The European Medicines Agency has recommended revoking the marketing authorization for medicines containing bufexamac, a non-steroidal anti-inflammatory drug, throughout the European Union, citing concerns about serious contact allergic reactions.

In a press statement April 22, EMA officials said that a scientific review by the agency’s Committee for Medicinal Products for Human Use had identified bufexamac, which is prescribed for conditions such as eczema, as causing reactions “very similar to the disease being treated, which may lead to a potential delay in the correct diagnosis and treatment of patients.”

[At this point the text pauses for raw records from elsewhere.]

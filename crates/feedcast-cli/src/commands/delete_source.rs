use anyhow::Result;

use feedcast_core::storage::{Database, SourceRepository};

use super::parse_id;

pub async fn run(db: &Database, id: &str) -> Result<()> {
    let id = parse_id(id)?;
    let source_repo = SourceRepository::new(db);

    if source_repo.delete(id).await? {
        println!("Deleted source {} and its articles.", id);
    } else {
        println!("Source {} not found.", id);
    }

    Ok(())
}
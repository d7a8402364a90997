use anyhow::Result;

use feedcast_core::{
    feed::NewSource,
    storage::{Database, SourceRepository},
};

pub async fn run(db: &Database, name: &str, url: &str, priority: i64) -> Result<()> {
    let source_repo = SourceRepository::new(db);

    // Check if already registered
    if let Some(existing) = source_repo.find_by_feed_url(url).await? {
        println!(
            "Feed already registered as '{}' ({})",
            existing.name, existing.id
        );
        return Ok(());
    }

    let source = source_repo
        .create(&NewSource {
            name: name.to_string(),
            feed_url: url.to_string(),
            priority,
        })
        .await?;

    println!(
        "Registered source '{}' with priority {} ({})",
        source.name, source.priority, source.id
    );
    println!("Articles will appear after the next fetch sweep.");

    Ok(())
}
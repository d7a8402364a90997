mod telegram;

pub use telegram::TelegramPublisher;

use crate::Result;

/// Outbound channel seam. A delivery either succeeds or fails as a
/// unit; the notification loop retries by reconsideration, so a
/// publisher reports failure rather than papering over it.
#[async_trait::async_trait]
pub trait Publisher: Send + Sync {
    async fn publish(&self, text: &str) -> Result<()>;
}

/// Plain-text message body for a published article
pub fn format_message(title: &str, summary: &str, link: &str) -> String {
    let title = title.trim();
    let summary = summary.trim();

    if summary.is_empty() {
        format!("{}\n\n{}", title, link)
    } else {
        format!("{}\n\n{}\n\n{}", title, summary, link)
    }
}

#[cfg(test)]
mod tests {
    use super::*;

    #[test]
    fn test_format_message() {
        let message = format_message(
            "Title ",
            " A short summary. ",
            "https://example.com/story",
        );
        assert_eq!(
            message,
            "Title\n\nA short summary.\n\nhttps://example.com/story"
        );
    }

    #[test]
    fn test_format_message_without_summary() {
        let message = format_message("Title", "", "https://example.com/story");
        assert_eq!(message, "Title\n\nhttps://example.com/story");
    }
}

Topical bufexamac preparations, also used for the treatment of hemorrhoids, have been used since the 1970s in European countries, though some EU member states, spurred by similar concerns over allergic reactions, had already begun to restrict their use. In December 2009 Germany’s medicines authority, following a scientific review, decided to revoke marketing authorization for bufexamac-containing products in that country. The EMA said it consulted the German data in its own review, which commenced a month after the German decision.

From Elsevier Global Medical News.

Bufexamac has been marketed as Parfenac, Bufal, Calmaderm, Fansamac, Mastu S, Parfenoide, Proctosan, and other trade names in EU countries, the agency said. The medicines may be available as creams, rectal ointments, and suppositories.

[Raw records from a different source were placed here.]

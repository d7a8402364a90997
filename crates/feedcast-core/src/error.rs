use thiserror::Error;

#[derive(Error, Debug)]
pub enum Error {
    #[error("Database error: {0}")]
    Database(#[from] sqlx::Error),

    #[error("HTTP request error: {0}")]
    Http(#[from] reqwest::Error),

    #[error("Feed parsing error: {0}")]
    FeedParse(String),

    #[error("Configuration error: {0}")]
    Config(String),

    #[error("IO error: {0}")]
    Io(#[from] std::io::Error),

    #[error("URL parsing error: {0}")]
    UrlParse(#[from] url::ParseError),

    #[error("JSON error: {0}")]
    Json(#[from] serde_json::Error),

    #[error("Summarizer error: {0}")]
    Summarizer(String),

    #[error("Publish error: {0}")]
    Publish(String),

    #[error("Source not found: {0}")]
    SourceNotFound(String),
}

pub type Result<T> = std::result::Result<T, Error>;
//! Configuration for extsync
//!
//! Two knobs, loaded from a TOML file:
//! - `contents`: list of (base directory, glob pattern) content entries,
//!   default empty.
//! - `directives`: list of directive names whose paths are adjusted after a
//!   copy, default `figure`, `image`, `include`, `literalinclude`.
//!
//! Unknown keys are collected as non-fatal warnings rather than rejected.

use std::fs;
use std::path::{Path, PathBuf};

use serde::{Deserialize, Serialize};

use crate::error::{ExtsyncError, ExtsyncResult};
use crate::models::ContentEntry;

/// Default directives for included content
pub const DEFAULT_DIRECTIVES: [&str; 4] = ["figure", "image", "include", "literalinclude"];

fn default_directives() -> Vec<String> {
    DEFAULT_DIRECTIVES.iter().map(|d| d.to_string()).collect()
}

/// Non-fatal configuration warning surfaced to CLI users.
#[derive(Debug, Clone, PartialEq, Eq)]
pub struct ConfigWarning {
    pub key: String,
    pub file: PathBuf,
}

/// Extsync configuration
#[derive(Debug, Clone, Serialize, Deserialize)]
pub struct Config {
    /// Directive names whose path arguments are adjusted
    #[serde(default = "default_directives")]
    pub directives: Vec<String>,

    /// External content sets to synchronize, in order
    #[serde(default)]
    pub contents: Vec<ContentEntry>,
}

impl Default for Config {
    fn default() -> Self {
        Self {
            directives: default_directives(),
            contents: Vec::new(),
        }
    }
}

impl Config {
    /// Load configuration from a TOML file
    pub fn load(path: &Path) -> ExtsyncResult<Self> {
        Self::load_with_warnings(path).map(|(config, _)| config)
    }

    /// Load configuration and collect non-fatal warnings (e.g. unknown keys)
    pub fn load_with_warnings(path: &Path) -> ExtsyncResult<(Self, Vec<ConfigWarning>)> {
        let content = fs::read_to_string(path)?;

        let mut unknown_paths: Vec<String> = Vec::new();
        let deserializer = toml::de::Deserializer::new(&content);

        let config: Config = serde_ignored::deserialize(deserializer, |p| {
            unknown_paths.push(p.to_string());
        })
        .map_err(|e| ExtsyncError::InvalidConfig {
            file: path.to_path_buf(),
            message: e.to_string(),
        })?;

        let warnings = unknown_paths
            .into_iter()
            .map(|path_str| ConfigWarning {
                key: path_str,
                file: path.to_path_buf(),
            })
            .collect();

        Ok((config, warnings))
    }
}
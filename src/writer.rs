//! Atomic file writer
//!
//! Uses the tempfile + rename pattern so a crashed rewrite never leaves a
//! half-written file in the build source tree.

use std::fs;
use std::io::Write;
use std::path::Path;

use tempfile::NamedTempFile;

use crate::error::ExtsyncResult;

/// Write content to a file atomically.
///
/// The temporary file is created in the target's own directory so the final
/// rename stays on one filesystem.
pub fn atomic_write(path: &Path, content: &[u8]) -> ExtsyncResult<()> {
    if let Some(parent) = path.parent() {
        fs::create_dir_all(parent)?;
    }
    let dir = path.parent().unwrap_or_else(|| Path::new("."));
    let mut tmp = NamedTempFile::new_in(dir)?;
    tmp.write_all(content)?;
    tmp.persist(path).map_err(|e| e.error)?;
    Ok(())
}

Allergic reactions to bufexamac can be serious enough to require hospitalization, the agency said, and can worsen with repeated exposure to the drug. Moreover, it said, though the drug has long been in use, it is not particularly effective. Studies from the 1970s and 1980s to establish its efficacy were of poorer quality than contemporary studies, EMA said, and “[b]ecause of this, no evidence of the effectiveness of bufexamac could be derived from them. In addition, when looking at the few more recent, controlled studies, the CHMP noted that the effectiveness of bufexamac had not been shown.”

The agency said its recommendation to revoke has been submitted to the European Commission for final approval, expected within a month. In the meantime, it said, physicians should stop prescribing medicines containing bufexamac, and patients using the drug should consult their doctors about alternatives.